[[ GIVEN INFORMATION, beginning ]]

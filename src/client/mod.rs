//! Async IRC client engine.
//!
//! [`Client`] owns one server connection. It registers (CAP, SASL, NICK,
//! USER), keeps the connection alive, reconnects with exponential
//! backoff and correlates requests with their replies. Everything the
//! server says is published as an [`Event`].

mod connection;
mod correlator;
mod handle;
pub mod history;
pub mod replies;

pub use self::handle::Client;
pub use self::history::{BatchResult, BouncerNetwork, HistoryPage, HistoryTarget};
pub use self::replies::{NamesMember, WhoReply, WhoisReply};
pub use crate::config::{ClientConfig, ConfigError};
pub use crate::error::{ClientError, IrcError};
pub use crate::state::{Context, Inbound, Status};

/// Something listeners are told about.
#[derive(Clone, Debug)]
pub enum Event {
    /// The connection status changed.
    StatusChanged(Status),
    /// A message was received and handled.
    Message(Inbound),
    /// Something went wrong; see [`ClientError`].
    Error(ClientError),
}
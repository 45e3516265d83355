use std::collections::HashMap;

use crate::prefix::Prefix;

/// An owned IRC message.
///
/// Holds IRCv3 tags, an optional prefix (source), the command token and
/// its parameters. Parameter order is significant and reproduced verbatim
/// on serialization.
///
/// # Example
///
/// ```
/// use slirc_client::Message;
///
/// let msg: Message = ":nick!user@host PRIVMSG #channel :Hello!".parse().unwrap();
/// assert_eq!(msg.command, "PRIVMSG");
/// assert_eq!(msg.params, vec!["#channel", "Hello!"]);
///
/// let out = Message::new("JOIN", ["#rust"]);
/// assert_eq!(out.to_string(), "JOIN #rust\r\n");
/// ```
#[derive(Clone, PartialEq, Eq, Debug, Default)]
pub struct Message {
    /// IRCv3 message tags (e.g., `time`, `msgid`). Possibly empty.
    pub tags: HashMap<String, String>,
    /// Message prefix/source (e.g., `nick!user@host`).
    pub prefix: Option<Prefix>,
    /// The command token, numeric or alphabetic.
    pub command: String,
    /// Command parameters, the last one may contain spaces.
    pub params: Vec<String>,
}

impl Message {
    /// Build a message from a command and its parameters.
    #[must_use]
    pub fn new<C, I, P>(command: C, params: I) -> Self
    where
        C: Into<String>,
        I: IntoIterator<Item = P>,
        P: Into<String>,
    {
        Message {
            tags: HashMap::new(),
            prefix: None,
            command: command.into(),
            params: params.into_iter().map(Into::into).collect(),
        }
    }

    /// Attach a tag, replacing any previous value for `key`.
    #[must_use]
    pub fn with_tag(mut self, key: impl Into<String>, value: impl Into<String>) -> Self {
        self.tags.insert(key.into(), value.into());
        self
    }

    /// Attach a prefix.
    #[must_use]
    pub fn with_prefix(mut self, prefix: Prefix) -> Self {
        self.prefix = Some(prefix);
        self
    }

    /// Get parameter `index`, if present.
    pub fn param(&self, index: usize) -> Option<&str> {
        self.params.get(index).map(String::as_str)
    }

    /// The last parameter, conventionally the human-readable text.
    pub fn last_param(&self) -> Option<&str> {
        self.params.last().map(String::as_str)
    }

    /// Get the value of an IRCv3 tag by key.
    pub fn tag_value(&self, key: &str) -> Option<&str> {
        self.tags.get(key).map(String::as_str)
    }

    /// Get the nickname (or server name) from the message prefix.
    pub fn source_name(&self) -> Option<&str> {
        self.prefix.as_ref().map(|p| p.name.as_str())
    }

    /// Get the server-time tag value.
    pub fn server_time(&self) -> Option<&str> {
        self.tag_value("time")
    }

    /// Get the labeled-response label tag.
    pub fn label(&self) -> Option<&str> {
        self.tag_value("label")
    }

    /// Get the batch reference tag.
    pub fn batch_ref(&self) -> Option<&str> {
        self.tag_value("batch")
    }

    /// Whether the command is a three-digit numeric reply.
    pub fn is_numeric(&self) -> bool {
        self.command.len() == 3 && self.command.bytes().all(|b| b.is_ascii_digit())
    }

    /// Create a PRIVMSG message to a target with text.
    #[must_use]
    pub fn privmsg(target: impl Into<String>, text: impl Into<String>) -> Self {
        Message::new("PRIVMSG", [target.into(), text.into()])
    }

    /// Create a PONG echoing `token`.
    #[must_use]
    pub fn pong(token: impl Into<String>) -> Self {
        Message::new("PONG", [token.into()])
    }
}
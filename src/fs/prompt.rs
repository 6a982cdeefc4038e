//! Line input for the interactive shell.

use libc::{tcgetattr, tcsetattr, termios, ECHO, ECHOE, ICANON, STDIN_FILENO, TCSANOW, VMIN};
use std::io::{BufRead, Write};
use std::mem::MaybeUninit;
use std::{fmt, io};

/// Prints `prompt` and reads one line from stdin.
///
/// Returns `None` when the input stream is closed.
pub fn read_line<P: fmt::Display>(prompt: P) -> Option<String> {
    print!("{prompt}");
    let _ = io::stdout().flush();
    io::stdin().lock().lines().next()?.ok()
}

/// Prints `prompt` and reads one line with terminal echo disabled.
pub fn read_password<P: fmt::Display>(prompt: P) -> Option<String> {
    // Save the termios state, switch echo off, restore afterwards.
    let saved = unsafe {
        let mut t: termios = MaybeUninit::zeroed().assume_init();
        tcgetattr(STDIN_FILENO, &mut t);
        t
    };
    let mut hidden = saved;
    hidden.c_lflag &= !(ICANON | ECHO | ECHOE);
    hidden.c_cc[VMIN] = 1;
    unsafe {
        tcsetattr(STDIN_FILENO, TCSANOW, &hidden);
    }
    let input = read_line(prompt);
    println!();
    unsafe {
        tcsetattr(STDIN_FILENO, TCSANOW, &saved);
    }
    input
}
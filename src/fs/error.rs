//! Error kinds surfaced by the engine.

use std::io;
use thiserror::Error;

/// Errors returned by engine operations.
///
/// Partial I/O is not an error: short reads and writes are reported as byte
/// counts by the operations themselves.
#[derive(Debug, Error)]
pub enum FsError {
    /// The operation requires a logged-in session.
    #[error("not logged in")]
    NotLoggedIn,
    /// No image is mounted.
    #[error("no filesystem mounted")]
    NotMounted,
    /// A device access failed.
    #[error("I/O error: {0}")]
    Io(#[from] io::Error),
    /// The superblock does not carry the expected signature.
    #[error("bad filesystem signature")]
    Corrupt,
    /// A path component or a user does not exist.
    #[error("no such file, directory or user")]
    NotFound,
    /// A user record with the same name, uid or gid already exists.
    #[error("already exists")]
    AlreadyExists,
    /// A directory was expected.
    #[error("not a directory")]
    NotADirectory,
    /// A directory was given where a file was expected.
    #[error("is a directory")]
    IsADirectory,
    /// The directory still holds entries besides `.` and `..`.
    #[error("directory not empty")]
    NotEmpty,
    /// The inode permission bits deny the requested access.
    #[error("permission denied")]
    AccessDenied,
    /// The path-scope policy denies the requested access.
    #[error("access to this path denied")]
    PathDenied,
    /// No open file matches the descriptor.
    #[error("bad file descriptor")]
    BadDescriptor,
    /// The open-file table is full.
    #[error("too many open files")]
    TooManyOpenFiles,
    /// A bitmap ran out of zero bits, or the user table is full.
    #[error("no space left on device")]
    NoSpace,
    /// A logical block index lies past the single-indirect range.
    #[error("file too large")]
    FileTooLarge,
    /// A malformed argument.
    #[error("invalid argument")]
    BadArgument,
}

/// Result alias for engine operations.
pub type Result<T> = std::result::Result<T, FsError>;
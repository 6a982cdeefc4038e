//! The directory subsystem: fixed-stride directory records, entry
//! management, path resolution and the directory-level operations.
//!
//! Directory content is a flat array of fixed-size records spread over the
//! 12 direct blocks; a record whose inode field is zero is a free slot.
//! Removals tombstone in place, directories are never compacted.

use crate::error::{FsError, Result};
use crate::inode::{DIRECT_BLOCKS_COUNT, INODE_PERMISSION_IWUSR, INODE_PERMISSION_IXUSR, INODE_TYPE_DIRECTORY};
use crate::util;
use crate::volume::Ext2Fs;
use crate::{BLOCK_SIZE, MAX_FILENAME, MAX_PATH, ROOT_INODE};
use std::mem::{self, size_of};

/// Directory entry type indicator: regular file.
pub const ENTRY_TYPE_REGULAR: u8 = 1;
/// Directory entry type indicator: directory.
pub const ENTRY_TYPE_DIRECTORY: u8 = 2;

/// The fixed stride of a directory record.
pub const DIRENT_SIZE: usize = size_of::<DirEntry>();
/// The number of directory records per block.
pub const ENTRIES_PER_BLOCK: usize = BLOCK_SIZE / DIRENT_SIZE;
/// The maximum number of live records a directory can hold.
pub const MAX_DIR_ENTRIES: usize = DIRECT_BLOCKS_COUNT * ENTRIES_PER_BLOCK;

/// A fixed-size directory record mapping a name to an inode.
#[repr(C, packed)]
#[derive(Clone, Copy)]
pub struct DirEntry {
    /// The referenced inode; 0 marks a free slot or a tombstone.
    pub inode: u32,
    /// Record length.
    pub rec_len: u16,
    /// Length of the name.
    pub name_len: u8,
    /// Entry type indicator.
    pub file_type: u8,
    /// The name, NUL-terminated when shorter than the field.
    pub name: [u8; MAX_FILENAME],
    /// Padding to the record stride.
    pub pad: u8,
}

impl DirEntry {
    /// Returns an all-zero (free) record.
    pub fn zeroed() -> Self {
        unsafe { mem::zeroed() }
    }

    /// Builds a live record.
    pub fn new(inode: u32, name: &str, file_type: u8) -> Self {
        let mut entry = Self::zeroed();
        entry.inode = inode;
        entry.rec_len = DIRENT_SIZE as u16;
        entry.name_len = name.len() as u8;
        entry.file_type = file_type;
        let bytes = name.as_bytes();
        let len = bytes.len().min(MAX_FILENAME);
        let mut buf = [0u8; MAX_FILENAME];
        buf[..len].copy_from_slice(&bytes[..len]);
        entry.name = buf;
        entry
    }

    /// Returns the entry's name.
    pub fn name(&self) -> String {
        let name = self.name;
        let end = name.iter().position(|&b| b == 0).unwrap_or(name.len());
        String::from_utf8_lossy(&name[..end]).into_owned()
    }
}

/// Splits `path` at its last `/`, returning the prefix and the leaf name.
///
/// Returns `None` when the path holds no separator.
fn split_last(path: &str) -> Option<(&str, &str)> {
    let idx = path.rfind('/')?;
    Some((&path[..idx], &path[idx + 1..]))
}

/// Strips trailing separators, keeping a lone `/` intact.
fn trim_trailing(path: &str) -> &str {
    let trimmed = path.trim_end_matches('/');
    if trimmed.is_empty() && path.starts_with('/') {
        "/"
    } else {
        trimmed
    }
}

impl Ext2Fs {
    /// Adds an entry to the directory `parent_ino`, reusing the first free
    /// slot across its direct blocks and allocating a fresh block when the
    /// scan reaches an unallocated one. Increments the child's link count.
    pub fn add_entry(
        &mut self,
        parent_ino: u32,
        name: &str,
        child_ino: u32,
        file_type: u8,
    ) -> Result<()> {
        if name.is_empty() || name.len() > MAX_FILENAME {
            return Err(FsError::BadArgument);
        }
        for block_index in 0..DIRECT_BLOCKS_COUNT as u32 {
            let mut buf = [0u8; BLOCK_SIZE];
            let mut block_no = self.inode_block(parent_ino, block_index)?;
            if block_no == 0 {
                block_no = self.allocate_block()?;
                if let Err(e) = self.set_inode_block(parent_ino, block_index, block_no) {
                    let _ = self.free_block(block_no);
                    return Err(e);
                }
            } else {
                self.device.read_block(block_no, &mut buf)?;
            }
            for slot in 0..ENTRIES_PER_BLOCK {
                let off = slot * DIRENT_SIZE;
                let entry: DirEntry = unsafe { util::read_struct(&buf[off..]) };
                if entry.inode == 0 {
                    let entry = DirEntry::new(child_ino, name, file_type);
                    util::write_struct(&mut buf[off..], &entry);
                    self.device.write_block(block_no, &buf)?;
                    return self.increment_link(child_ino);
                }
            }
        }
        Err(FsError::NoSpace)
    }

    /// Removes the entry named `name` from `parent_ino`, zeroing the whole
    /// record in place. Decrements the child's link count.
    pub fn remove_entry(&mut self, parent_ino: u32, name: &str) -> Result<()> {
        for block_index in 0..DIRECT_BLOCKS_COUNT as u32 {
            let block_no = self.inode_block(parent_ino, block_index)?;
            if block_no == 0 {
                break;
            }
            let mut buf = [0u8; BLOCK_SIZE];
            self.device.read_block(block_no, &mut buf)?;
            for slot in 0..ENTRIES_PER_BLOCK {
                let off = slot * DIRENT_SIZE;
                let entry: DirEntry = unsafe { util::read_struct(&buf[off..]) };
                if entry.inode != 0 && entry.name() == name {
                    let child_ino = entry.inode;
                    util::write_struct(&mut buf[off..], &DirEntry::zeroed());
                    self.device.write_block(block_no, &buf)?;
                    return self.decrement_link(child_ino);
                }
            }
        }
        Err(FsError::NotFound)
    }

    /// Returns the first live entry named `name` in `parent_ino`.
    ///
    /// The comparison is a strict, case-sensitive match.
    pub fn find_entry(&mut self, parent_ino: u32, name: &str) -> Result<DirEntry> {
        for block_index in 0..DIRECT_BLOCKS_COUNT as u32 {
            let block_no = self.inode_block(parent_ino, block_index)?;
            if block_no == 0 {
                break;
            }
            let mut buf = [0u8; BLOCK_SIZE];
            self.device.read_block(block_no, &mut buf)?;
            for slot in 0..ENTRIES_PER_BLOCK {
                let entry: DirEntry = unsafe { util::read_struct(&buf[slot * DIRENT_SIZE..]) };
                if entry.inode != 0 && entry.name() == name {
                    return Ok(entry);
                }
            }
        }
        Err(FsError::NotFound)
    }

    /// Gathers every live record of the directory, up to `max` of them.
    pub fn read_entries(&mut self, inode_no: u32, max: usize) -> Result<Vec<DirEntry>> {
        let mut entries = Vec::new();
        for block_index in 0..DIRECT_BLOCKS_COUNT as u32 {
            if entries.len() >= max {
                break;
            }
            let block_no = self.inode_block(inode_no, block_index)?;
            if block_no == 0 {
                break;
            }
            let mut buf = [0u8; BLOCK_SIZE];
            self.device.read_block(block_no, &mut buf)?;
            for slot in 0..ENTRIES_PER_BLOCK {
                if entries.len() >= max {
                    break;
                }
                let entry: DirEntry = unsafe { util::read_struct(&buf[slot * DIRENT_SIZE..]) };
                if entry.inode != 0 {
                    entries.push(entry);
                }
            }
        }
        Ok(entries)
    }

    /// Resolves `path` to an inode number.
    ///
    /// Absolute paths start at the root, relative paths at the session's
    /// current working directory. `.` and `..` resolve through the
    /// directory's own entries, not by special-casing.
    pub fn path_to_inode(&mut self, path: &str) -> Result<u32> {
        if path.len() > MAX_PATH {
            return Err(FsError::BadArgument);
        }
        let path = trim_trailing(path);
        if path == "/" {
            return Ok(ROOT_INODE);
        }
        let mut current = if path.starts_with('/') {
            ROOT_INODE
        } else {
            self.session.cwd_inode
        };
        for component in path.split('/').filter(|c| !c.is_empty()) {
            if component.len() > MAX_FILENAME {
                return Err(FsError::BadArgument);
            }
            if !self.is_directory(current) {
                return Err(FsError::NotADirectory);
            }
            current = self.find_entry(current, component)?.inode;
        }
        Ok(current)
    }

    /// Resolves `path` into its parent directory inode and leaf name.
    ///
    /// `/` yields the root and an empty name; a path without any separator
    /// yields the current working directory and the whole string.
    pub fn parent_of(&mut self, path: &str) -> Result<(u32, String)> {
        if path.len() > MAX_PATH {
            return Err(FsError::BadArgument);
        }
        let path = trim_trailing(path);
        if path == "/" {
            return Ok((ROOT_INODE, String::new()));
        }
        match split_last(path) {
            None => Ok((self.session.cwd_inode, path.to_string())),
            Some((prefix, leaf)) => {
                let parent_ino = if prefix.is_empty() {
                    ROOT_INODE
                } else {
                    self.path_to_inode(prefix)?
                };
                Ok((parent_ino, leaf.to_string()))
            }
        }
    }

    /// Creates the directory at `path`, recursively creating missing
    /// ancestors with mode 0755. Succeeds silently when the leaf already
    /// exists.
    pub fn create_directory(&mut self, path: &str, mode: u16) -> Result<()> {
        let (parent_ino, leaf) = match self.parent_of(path) {
            Err(FsError::NotFound) => {
                // An ancestor is missing: build the prefix first, then retry.
                let (prefix, _) = split_last(trim_trailing(path)).ok_or(FsError::NotFound)?;
                self.create_directory(prefix, 0o755)?;
                self.parent_of(path)?
            }
            resolved => resolved?,
        };
        if leaf.is_empty() {
            // The root always exists.
            return Ok(());
        }
        if !self.is_directory(parent_ino) {
            return Err(FsError::NotADirectory);
        }
        if self.find_entry(parent_ino, &leaf).is_ok() {
            return Ok(());
        }
        if !self.check_permission(parent_ino, INODE_PERMISSION_IWUSR) {
            return Err(FsError::AccessDenied);
        }
        let (uid, gid) = (self.current_uid(), self.current_gid());
        let dir_ino = self.create_inode(INODE_TYPE_DIRECTORY | (mode & 0x0fff), uid, gid)?;
        let built = self
            .init_directory(dir_ino, parent_ino)
            .and_then(|_| self.add_entry(parent_ino, &leaf, dir_ino, ENTRY_TYPE_DIRECTORY));
        if let Err(e) = built {
            let _ = self.delete_inode(dir_ino);
            return Err(e);
        }
        Ok(())
    }

    /// Allocates the first data block of a fresh directory and writes its
    /// `.` and `..` entries.
    fn init_directory(&mut self, dir_ino: u32, parent_ino: u32) -> Result<()> {
        let block_no = self.allocate_block()?;
        if let Err(e) = self.set_inode_block(dir_ino, 0, block_no) {
            let _ = self.free_block(block_no);
            return Err(e);
        }
        self.device.write_block(block_no, &[0u8; BLOCK_SIZE])?;
        self.add_entry(dir_ino, ".", dir_ino, ENTRY_TYPE_DIRECTORY)?;
        self.add_entry(dir_ino, "..", parent_ino, ENTRY_TYPE_DIRECTORY)
    }

    /// Removes the directory at `path`; it must hold nothing besides `.`
    /// and `..`.
    pub fn delete_directory(&mut self, path: &str) -> Result<()> {
        let inode_no = self.path_to_inode(path)?;
        if !self.is_directory(inode_no) {
            return Err(FsError::NotADirectory);
        }
        if !self.check_permission(inode_no, INODE_PERMISSION_IWUSR) {
            return Err(FsError::AccessDenied);
        }
        let live = self.read_entries(inode_no, MAX_DIR_ENTRIES)?;
        if live.len() > 2 {
            return Err(FsError::NotEmpty);
        }
        let (parent_ino, leaf) = self.parent_of(path)?;
        if leaf.is_empty() {
            return Err(FsError::BadArgument);
        }
        self.remove_entry(parent_ino, &leaf)?;
        // The child's `..` entry held a reference on the parent.
        self.decrement_link(parent_ino)?;
        self.delete_inode(inode_no)
    }

    /// Changes the session's working directory. The target must be a
    /// directory the session user may execute.
    pub fn change_directory(&mut self, path: &str) -> Result<()> {
        let inode_no = self.path_to_inode(path)?;
        if !self.is_directory(inode_no) {
            return Err(FsError::NotADirectory);
        }
        if !self.check_permission(inode_no, INODE_PERMISSION_IXUSR) {
            return Err(FsError::AccessDenied);
        }
        self.session.cwd_inode = inode_no;
        Ok(())
    }

    /// Rebuilds the absolute path of the current working directory by
    /// walking `..` entries up to the root and recovering each component's
    /// name from its parent.
    pub fn cwd_path(&mut self) -> String {
        let mut components = Vec::new();
        let mut current = self.session.cwd_inode;
        while current != ROOT_INODE {
            let Ok(dotdot) = self.find_entry(current, "..") else {
                break;
            };
            let parent_ino = dotdot.inode;
            let Ok(entries) = self.read_entries(parent_ino, MAX_DIR_ENTRIES) else {
                break;
            };
            let name = entries
                .iter()
                .filter(|e| e.inode == current)
                .map(|e| e.name())
                .find(|n| n != "." && n != "..");
            match name {
                Some(name) => components.push(name),
                None => break,
            }
            if parent_ino == current {
                break;
            }
            current = parent_ino;
        }
        if components.is_empty() {
            return "/".to_string();
        }
        let mut path = String::new();
        for component in components.iter().rev() {
            path.push('/');
            path.push_str(component);
        }
        path
    }
}

#[cfg(test)]
mod tests {
    use super::*;

    #[test]
    fn record_has_fixed_stride() {
        assert_eq!(DIRENT_SIZE, 264);
        assert_eq!(ENTRIES_PER_BLOCK, 3);
    }

    #[test]
    fn entry_name_roundtrip() {
        let entry = DirEntry::new(7, "notes.txt", ENTRY_TYPE_REGULAR);
        assert_eq!({ entry.inode }, 7);
        assert_eq!({ entry.name_len }, 9);
        assert_eq!({ entry.file_type }, ENTRY_TYPE_REGULAR);
        assert_eq!(entry.name(), "notes.txt");
    }

    #[test]
    fn zeroed_entry_is_free() {
        let entry = DirEntry::zeroed();
        assert_eq!({ entry.inode }, 0);
        assert_eq!(entry.name(), "");
    }

    #[test]
    fn split_last_separates_leaf() {
        assert_eq!(split_last("/a/b/c"), Some(("/a/b", "c")));
        assert_eq!(split_last("/a"), Some(("", "a")));
        assert_eq!(split_last("a/b"), Some(("a", "b")));
        assert_eq!(split_last("plain"), None);
    }

    #[test]
    fn trailing_separators_are_ignored() {
        assert_eq!(trim_trailing("/a/b/"), "/a/b");
        assert_eq!(trim_trailing("/"), "/");
        assert_eq!(trim_trailing("///"), "/");
        assert_eq!(trim_trailing("a/"), "a");
    }
}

[[ GIVEN INFORMATION, end ]]

§ **REQUIREMENT**: The lines above starting at the one that contains "let live = self.read_entries(inode_no, MAX_DIR_ENTRIES)?;" and ending at the one that contains "working directory by" must be transcribed exactly, and no other lines may appear.

§ **RESPONSE AREA**:
        let live = self.read_entries(inode_no, MAX_DIR_ENTRIES)?;
        if live.len() > 2 {
            return Err(FsError::NotEmpty);
        }
        let (parent_ino, leaf) = self.parent_of(path)?;
        if leaf.is_empty() {
            return Err(FsError::BadArgument);
        }
        self.remove_entry(parent_ino, &leaf)?;
        // The child's `..` entry held a reference on the parent.
        self.decrement_link(parent_ino)?;
        self.delete_inode(inode_no)
    }

    /// Changes the session's working directory. The target must be a
    /// directory the session user may execute.
    pub fn change_directory(&mut self, path: &str) -> Result<()> {
        let inode_no = self.path_to_inode(path)?;
        if !self.is_directory(inode_no) {
            return Err(FsError::NotADirectory);
        }
        if !self.check_permission(inode_no, INODE_PERMISSION_IXUSR) {
            return Err(FsError::AccessDenied);
        }
        self.session.cwd_inode = inode_no;
        Ok(())
    }

    /// Rebuilds the absolute path of the current working directory by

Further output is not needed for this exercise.